Vu les autres pièces du dossier ;
Vu :
- le code général des impôts et le livre des procédures fiscales ;
- le code de justice administrative ;
Après avoir entendu en séance publique :
- le rapport de M. Nicolas Agnoux, maître des requêtes,
- les conclusions de Mme Emilie Bokdam-Tognetti, rapporteure publique ;
La parole ayant été donnée, après les conclusions, au Cabinet Briard, avocat de M. et Mme B... O... ;
Considérant ce qui suit :
1. Il ressort des pièces du dossier soumis aux juges du fond que M. et Mme O..., créateurs d'une gamme de produits parapharmaceutiques à base d'huiles essentielles, ont cédé, le 5 juin 2008, les marques et les brevets de cette gamme à la société de droit britannique Sisig pour la somme de 50 000 euros.
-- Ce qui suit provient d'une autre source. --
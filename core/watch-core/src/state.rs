//! Persisted run state used to deduplicate availability notifications.
//!
//! # File Format
//!
//! ```json
//! {
//!   "status": "available",
//!   "last_run": "2026-02-20 07:15:02",
//!   "last_reason": "Calendar day color is green (available)",
//!   "target_date": "2026-02-28",
//!   "location": "ALPINE"
//! }
//! ```
//!
//! The dedup memory is scoped to one (target_date, location) pair. A stored
//! record for any other pair reads as [`RunStatus::Unknown`], so switching the
//! target always allows a fresh notification.
//!
//! # Defensive Design
//!
//! A missing, empty or corrupt file loads as the default state (logged, never
//! propagated). Writes replace the whole file via temp file + rename.

use std::io::Write;
use std::path::Path;

use fs_err as fs;
use serde::{Deserialize, Serialize};
use tempfile::NamedTempFile;
use tracing::warn;

use crate::error::{Result, WatchError};
use crate::target::{Location, TargetQuery};

#[derive(Debug, Clone, Copy, PartialEq, Eq, Default, Serialize, Deserialize)]
#[serde(rename_all = "snake_case")]
pub enum RunStatus {
    #[default]
    Unknown,
    Available,
    NotAvailable,
}

impl RunStatus {
    pub fn from_available(available: bool) -> Self {
        if available {
            RunStatus::Available
        } else {
            RunStatus::NotAvailable
        }
    }
}

#[derive(Debug, Clone, PartialEq, Eq, Default, Serialize, Deserialize)]
pub struct PersistedState {
    #[serde(default)]
    pub status: RunStatus,
    #[serde(default)]
    pub last_run: Option<String>,
    #[serde(default)]
    pub last_reason: Option<String>,
    #[serde(default)]
    pub target_date: Option<String>,
    #[serde(default)]
    pub location: Option<Location>,
}

impl PersistedState {
    pub fn new(query: &TargetQuery, status: RunStatus, last_run: String, last_reason: String) -> Self {
        Self {
            status,
            last_run: Some(last_run),
            last_reason: Some(last_reason),
            target_date: Some(query.date.format("%Y-%m-%d").to_string()),
            location: Some(query.location),
        }
    }

    /// Status of the previous run for this exact query, `Unknown` for any other.
    pub fn previous_status(&self, query: &TargetQuery) -> RunStatus {
        let same_date = self.target_date.as_deref() == Some(query.date.format("%Y-%m-%d").to_string().as_str());
        let same_location = self.location == Some(query.location);

        if same_date && same_location {
            self.status
        } else {
            RunStatus::Unknown
        }
    }

    pub fn load(path: &Path) -> Self {
        let content = match fs::read_to_string(path) {
            Ok(content) => content,
            Err(err) if err.kind() == std::io::ErrorKind::NotFound => return Self::default(),
            Err(err) => {
                warn!(error = %err, "Failed to read state file; starting fresh");
                return Self::default();
            }
        };

        if content.trim().is_empty() {
            return Self::default();
        }

        serde_json::from_str(&content).unwrap_or_else(|err| {
            warn!(path = %path.display(), error = %err, "Corrupt state file; starting fresh");
            Self::default()
        })
    }

    pub fn save(&self, path: &Path) -> Result<()> {
        let parent = path
            .parent()
            .ok_or_else(|| WatchError::NoParent(path.to_path_buf()))?;
        fs::create_dir_all(parent).map_err(|e| WatchError::io("Failed to create state directory", e))?;

        let content = serde_json::to_string_pretty(self).map_err(|source| WatchError::Json {
            context: "Failed to serialize state".to_string(),
            source,
        })?;

        let mut temp_file =
            NamedTempFile::new_in(parent).map_err(|e| WatchError::io("Temp file error", e))?;
        temp_file
            .write_all(content.as_bytes())
            .map_err(|e| WatchError::io("Failed to write temp state file", e))?;
        temp_file
            .flush()
            .map_err(|e| WatchError::io("Failed to flush temp state file", e))?;
        temp_file
            .persist(path)
            .map_err(|e| WatchError::io("Failed to write state file", e.error))?;

        Ok(())
    }
}
//! Best-effort desktop notifications.
//!
//! Delivery failures are logged and swallowed; a missed toast must never turn
//! a successful check into a failed run.

use std::process::{Command, Stdio};

use tracing::{debug, warn};

pub trait Notifier {
    fn notify(&self, title: &str, message: &str);
}

/// Shells out to the platform notifier: `osascript` on macOS, `notify-send` elsewhere.
#[derive(Debug, Default, Clone, Copy)]
pub struct DesktopNotifier;

impl Notifier for DesktopNotifier {
    fn notify(&self, title: &str, message: &str) {
        let mut command = platform_command(title, message);
        match command.stdout(Stdio::null()).stderr(Stdio::null()).status() {
            Ok(status) if status.success() => debug!(title, "Notification delivered"),
            Ok(status) => warn!(title, status = %status, "Notifier exited with failure"),
            Err(err) => warn!(title, error = %err, "Failed to launch notifier"),
        }
    }
}

#[cfg(target_os = "macos")]
fn platform_command(title: &str, message: &str) -> Command {
    let mut command = Command::new("osascript");
    command.arg("-e").arg(applescript(title, message));
    command
}

#[cfg(not(target_os = "macos"))]
fn platform_command(title: &str, message: &str) -> Command {
    let mut command = Command::new("notify-send");
    command.arg(title).arg(message);
    command
}

#[cfg_attr(not(target_os = "macos"), allow(dead_code))]
fn applescript(title: &str, message: &str) -> String {
    format!(
        r#"display notification "{}" with title "{}""#,
        escape_applescript(message),
        escape_applescript(title)
    )
}

#[cfg_attr(not(target_os = "macos"), allow(dead_code))]
fn escape_applescript(value: &str) -> String {
    value.replace('\\', "\\\\").replace('"', "\\\"")
}

#[cfg(test)]
mod tests {
    use super::*;

    #[test]
    fn test_applescript_escapes_quotes() {
        let script = applescript("Watcher", r#"Lot "A" open"#);
        assert_eq!(
            script,
            r#"display notification "Lot \"A\" open" with title "Watcher""#
        );
    }
}
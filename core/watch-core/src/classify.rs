//! Availability verdict for a calendar day cell.
//!
//! The reservation calendar paints each day cell with an inline background
//! color. We match on the RGB triple rather than the full declaration because
//! the page alternates between `rgb(...)` and `rgba(..., alpha)`.
//!
//! ```text
//! 49, 200, 25      green  → available
//! 247, 205, 212    pink   → sold out
//! aria-disabled    true   → disabled (outside booking window)
//! anything else           → not available, reason carries the raw style
//! ```
//!
//! Color checks run before the disabled flag: a green cell wins even if the
//! markup also marks it disabled.

const AVAILABLE_SIGNATURE: &str = "49, 200, 25";
const SOLD_OUT_SIGNATURE: &str = "247, 205, 212";

#[derive(Debug, Clone, PartialEq, Eq)]
pub struct ClassificationResult {
    pub available: bool,
    pub reason: String,
}

impl ClassificationResult {
    fn available(reason: impl Into<String>) -> Self {
        Self {
            available: true,
            reason: reason.into(),
        }
    }

    fn unavailable(reason: impl Into<String>) -> Self {
        Self {
            available: false,
            reason: reason.into(),
        }
    }
}

/// Classifies a day cell from its `style` and `aria-disabled` attributes.
///
/// Total over its inputs; the page markup is not ours and must never abort a run.
pub fn classify_day_style(style: Option<&str>, aria_disabled: Option<&str>) -> ClassificationResult {
    let raw_style = style.unwrap_or_default();
    let style_text = raw_style.to_lowercase();
    let is_disabled = aria_disabled
        .map(|flag| flag.eq_ignore_ascii_case("true"))
        .unwrap_or(false);

    if style_text.contains(AVAILABLE_SIGNATURE) {
        return ClassificationResult::available("Calendar day color is green (available)");
    }
    if style_text.contains(SOLD_OUT_SIGNATURE) {
        return ClassificationResult::unavailable("Target day is sold out");
    }
    if is_disabled {
        return ClassificationResult::unavailable("Target day is disabled in calendar");
    }
    if !style_text.is_empty() {
        return ClassificationResult::unavailable(format!(
            "Unrecognized calendar style for target day: {}",
            raw_style
        ));
    }
    ClassificationResult::unavailable("Target day has no availability style")
}

#[cfg(test)]
mod tests {
    use super::*;

    #[test]
    fn test_green_means_available() {
        let result = classify_day_style(
            Some("background-color: rgba(49, 200, 25, 0.2); color: rgb(0, 0, 0);"),
            Some("false"),
        );
        assert!(result.available);
        assert!(result.reason.to_lowercase().contains("available"));
    }

    #[test]
    fn test_green_wins_over_disabled_flag() {
        let result = classify_day_style(Some("background: RGB(49, 200, 25)"), Some("TRUE"));
        assert!(result.available);
    }

    #[test]
    fn test_pink_means_sold_out() {
        let result = classify_day_style(
            Some("background-color: rgb(247, 205, 212); color: rgb(0, 0, 0);"),
            Some("false"),
        );
        assert!(!result.available);
        assert!(result.reason.to_lowercase().contains("sold out"));
    }

    #[test]
    fn test_pink_wins_over_disabled_flag() {
        let result = classify_day_style(Some("background-color: rgb(247, 205, 212)"), Some("true"));
        assert!(!result.available);
        assert!(result.reason.contains("sold out"));
    }

    #[test]
    fn test_disabled_means_not_available() {
        let result = classify_day_style(None, Some("true"));
        assert!(!result.available);
        assert!(result.reason.to_lowercase().contains("disabled"));
    }

    #[test]
    fn test_disabled_flag_is_case_insensitive() {
        let result = classify_day_style(Some(""), Some("True"));
        assert!(result.reason.contains("disabled"));
    }

    #[test]
    fn test_unrecognized_style_keeps_raw_text() {
        let style = "background-color: rgb(1, 2, 3);";
        let result = classify_day_style(Some(style), Some("false"));
        assert!(!result.available);
        assert!(result.reason.contains("Unrecognized"));
        assert!(result.reason.contains(style));
    }

    #[test]
    fn test_no_signals_at_all() {
        let result = classify_day_style(None, None);
        assert!(!result.available);
        assert!(result.reason.contains("no availability style"));
    }

    #[test]
    fn test_whitespace_style_is_unrecognized() {
        let result = classify_day_style(Some("   "), None);
        assert!(!result.available);
        assert_eq!(result.reason, "Unrecognized calendar style for target day:    ");
    }

    #[test]
    fn test_padded_disabled_flag_is_not_disabled() {
        let result = classify_day_style(None, Some(" true"));
        assert!(!result.available);
        assert_eq!(result.reason, "Target day has no availability style");
    }
}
Cette dernière a conclu, le lendemain et pour une durée de cinq ans renouvelables, un contrat de licence exclusive avec la société de droit belge Aroma Théra, devenue Puressentiel Bénélux puis Laboratoire Puressentiel Bénélux, représentée par Mme O... et dont les requérants détiennent conjointement 51,6 % du capital. A la suite d'un examen contradictoire de leur situation fiscale personnelle portant sur les années 2009 à 2011, M. et Mme O... ont été imposés, sur le fondement de l'article 155 A du code général des impôts, à raison des redevances perçues par la société Sisig en application du contrat de licence pour des montants respectifs de 98 253, 296 500 et 480 000 euros. M. et Mme O... se pourvoient en cassation contre l'arrêt du 6 juin 2019 par lequel la cour administrative d'appel de Paris a rejeté leur appel contre le jugement du tribunal administratif de Paris du 2 mai 2018 rejetant leur demande en décharge des cotisations d'impôt sur le revenu auxquelles ils ont été assujettis au titre des années 2009 à 2011, de la cotisation exceptionnelle sur les hauts revenus mise à leur charge au titre de l'année 2011, ainsi que de la majoration de 80 % pour activité occulte prévue à l'article 1728 du code général des impôts dont ces impositions ont été assorties.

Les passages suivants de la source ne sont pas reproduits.